Un laboratoire de la cohésion sociale

Nancy, côté social | Métropoles | publié le : 03.09.2012 | S. G.

Apprentissage, zones franches, rénovation urbaine…, l’agglomération actionne tous les leviers possibles pour stimuler l’emploi et l’insertion.

Ville radicale, Nancy est une sorte de laboratoire de la cohésion sociale telle que l’a imaginé Jean-Louis Borloo quand il était ministre de l’Emploi, de la Cohésion sociale et du Logement. L’Agence nationale pour la rénovation urbaine a engagé à Nancy son plus gros projet hors d’Ile-de-France : un investissement de 457 millions d’euros sur cinq ans (2007-2011) pour rénover sept quartiers, dont l’emblématique Haut-du-Lièvre (limitrophe de Maxéville), rebaptisé Plateau-de-Haye afin de marquer son nouveau départ.

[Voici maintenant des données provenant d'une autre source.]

use thiserror::Error;

#[derive(Debug, Error)]
pub enum LlmError {
    #[error("HTTP transport error: {0}")]
    Http(#[from] reqwest::Error),

    #[error("LLM API error ({status}): {message}")]
    Api { status: u16, message: String },

    #[error("could not parse LLM response: {0}")]
    Parse(String),

    #[error("rate limited, retry after {retry_after_ms}ms")]
    RateLimited { retry_after_ms: u64 },
}

pub type Result<T> = std::result::Result<T, LlmError>;
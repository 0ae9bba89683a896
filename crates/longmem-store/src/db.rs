use rusqlite::Connection;
use tracing::info;

use crate::error::{Result, StoreError};

/// Highest schema version this build knows how to migrate to.
pub const CURRENT_SCHEMA_VERSION: i64 = 1;

/// Open (or create) the database at `path` and bring its schema up to
/// `CURRENT_SCHEMA_VERSION`, running any pending migrations in order.
///
/// Safe to call on every startup — every migration step uses `IF NOT EXISTS`
/// and is itself idempotent.
pub fn open_and_migrate(path: &str) -> Result<Connection> {
    if let Some(parent) = std::path::Path::new(path).parent() {
        if !parent.as_os_str().is_empty() {
            let _ = std::fs::create_dir_all(parent);
        }
    }
    let conn = Connection::open(path)?;
    conn.pragma_update(None, "journal_mode", "WAL")?;
    conn.pragma_update(None, "foreign_keys", "ON")?;
    migrate(&conn)?;
    Ok(conn)
}

fn migrate(conn: &Connection) -> Result<()> {
    create_schema_meta(conn)?;
    let version = schema_version(conn)?;

    if version > CURRENT_SCHEMA_VERSION {
        return Err(StoreError::SchemaTooNew {
            found: version,
            max: CURRENT_SCHEMA_VERSION,
        });
    }

    if version < 1 {
        info!("longmem-store: applying migration 1 (base schema)");
        migration_1_base_schema(conn)?;
        set_schema_version(conn, 1)?;
    }

    Ok(())
}

fn create_schema_meta(conn: &Connection) -> Result<()> {
    conn.execute_batch(
        "CREATE TABLE IF NOT EXISTS schema_meta (
            key   TEXT PRIMARY KEY,
            value TEXT NOT NULL
        );",
    )?;
    Ok(())
}

fn schema_version(conn: &Connection) -> Result<i64> {
    let v: Option<String> = conn
        .query_row(
            "SELECT value FROM schema_meta WHERE key = 'schema_version'",
            [],
            |row| row.get(0),
        )
        .ok();
    Ok(v.and_then(|s| s.parse().ok()).unwrap_or(0))
}

fn set_schema_version(conn: &Connection, version: i64) -> Result<()> {
    conn.execute(
        "INSERT INTO schema_meta (key, value) VALUES ('schema_version', ?1)
         ON CONFLICT(key) DO UPDATE SET value = excluded.value",
        rusqlite::params![version.to_string()],
    )?;
    Ok(())
}

fn migration_1_base_schema(conn: &Connection) -> Result<()> {
    create_memories_table(conn)?;
    create_vector_index(conn)?;
    create_fts_index(conn)?;
    create_turns_table(conn)?;
    create_profile_table(conn)?;
    Ok(())
}

fn create_memories_table(conn: &Connection) -> Result<()> {
    conn.execute_batch(
        "CREATE TABLE IF NOT EXISTS memories (
            id             TEXT PRIMARY KEY,
            type           TEXT NOT NULL,
            category       TEXT NOT NULL DEFAULT '',
            key            TEXT NOT NULL,
            value          TEXT NOT NULL,
            source_turn    INTEGER NOT NULL,
            confidence     REAL NOT NULL DEFAULT 0.9,
            created_at     REAL NOT NULL,
            updated_at     REAL NOT NULL,
            is_active      INTEGER NOT NULL DEFAULT 1,
            last_used_turn INTEGER NOT NULL DEFAULT 0
        );
        CREATE UNIQUE INDEX IF NOT EXISTS idx_memories_active_key
            ON memories(key) WHERE is_active = 1;
        CREATE INDEX IF NOT EXISTS idx_memories_active
            ON memories(is_active);",
    )?;
    Ok(())
}

/// Embedded vector index — a dedicated table of (id, embedding blob) rather
/// than a federated vector database, so the whole store stays one file on
/// local disk with no external service to stand up. Nearest-neighbor search
/// is a brute-force scan over active rows (see `MemoryStore::search_vector`);
/// correct and fast enough at the scale one conversation's memory set
/// reaches.
fn create_vector_index(conn: &Connection) -> Result<()> {
    conn.execute_batch(
        "CREATE TABLE IF NOT EXISTS memories_vec (
            id        TEXT PRIMARY KEY REFERENCES memories(id),
            embedding BLOB NOT NULL
        );",
    )?;
    Ok(())
}

/// FTS5 virtual table over `memories`, using the external-content pattern
/// keyed off `memories`' hidden rowid (its declared primary key is TEXT, so
/// it can't alias rowid itself). SQLite doesn't maintain an external-content
/// index automatically — every insert/update/expire in `MemoryStore` issues
/// the matching `memories_fts(memories_fts, ...) VALUES ('delete', ...)` and
/// re-insert pair to keep it in step.
fn create_fts_index(conn: &Connection) -> Result<()> {
    conn.execute_batch(
        "CREATE VIRTUAL TABLE IF NOT EXISTS memories_fts
            USING fts5(key, value, category, content='memories', content_rowid='rowid');",
    )?;
    Ok(())
}

fn create_turns_table(conn: &Connection) -> Result<()> {
    conn.execute_batch(
        "CREATE TABLE IF NOT EXISTS turns (
            turn_id            INTEGER PRIMARY KEY,
            role               TEXT NOT NULL,
            content            TEXT NOT NULL,
            timestamp          REAL NOT NULL,
            memories_retrieved TEXT NOT NULL DEFAULT '[]'
        );",
    )?;
    Ok(())
}

fn create_profile_table(conn: &Connection) -> Result<()> {
    conn.execute_batch(
        "CREATE TABLE IF NOT EXISTS profile (
            key        TEXT PRIMARY KEY,
            value      TEXT NOT NULL,
            updated_at REAL NOT NULL,
            source_turn INTEGER NOT NULL
        );",
    )?;
    Ok(())
}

Adjoint au maire de Nancy chargé de la culture, Laurent Hénart a été, de 2004 à 2005, secrétaire d’État à l’Insertion professionnelle des jeunes au sein du pôle « cohésion sociale » de Jean-Louis Borloo. Autant dire qu’il connaît les rouages de l’insertion sur le bout du doigt. Ce n’est donc pas un hasard s’il préside la maison de l’emploi de Nancy – encore une invention estampillée Borloo –, qui met en œuvre toute la palette de dispositifs dont elle dispose pour faciliter l’accès à l’emploi.

Obligation d’insertion dans les marchés publics. À commencer par la clause d’insertion, qui s’est imposée pour tous les marchés publics du département : elle oblige les entreprises candidates à accorder au moins 5 % des heures travaillées à des demandeurs d’emploi de longue durée, des allocataires du RSA, des personnes handicapées ou des habitants des zones urbaines sensibles. Ce qui représente en moyenne cent mille heu res travaillées par an… et même davantage, « car les entreprises se sont prises au jeu et ont atteint le taux de 7 % d’heures “clausées” », se félicite Dominique Van Keirsbilck, directrice de la maison de l’emploi.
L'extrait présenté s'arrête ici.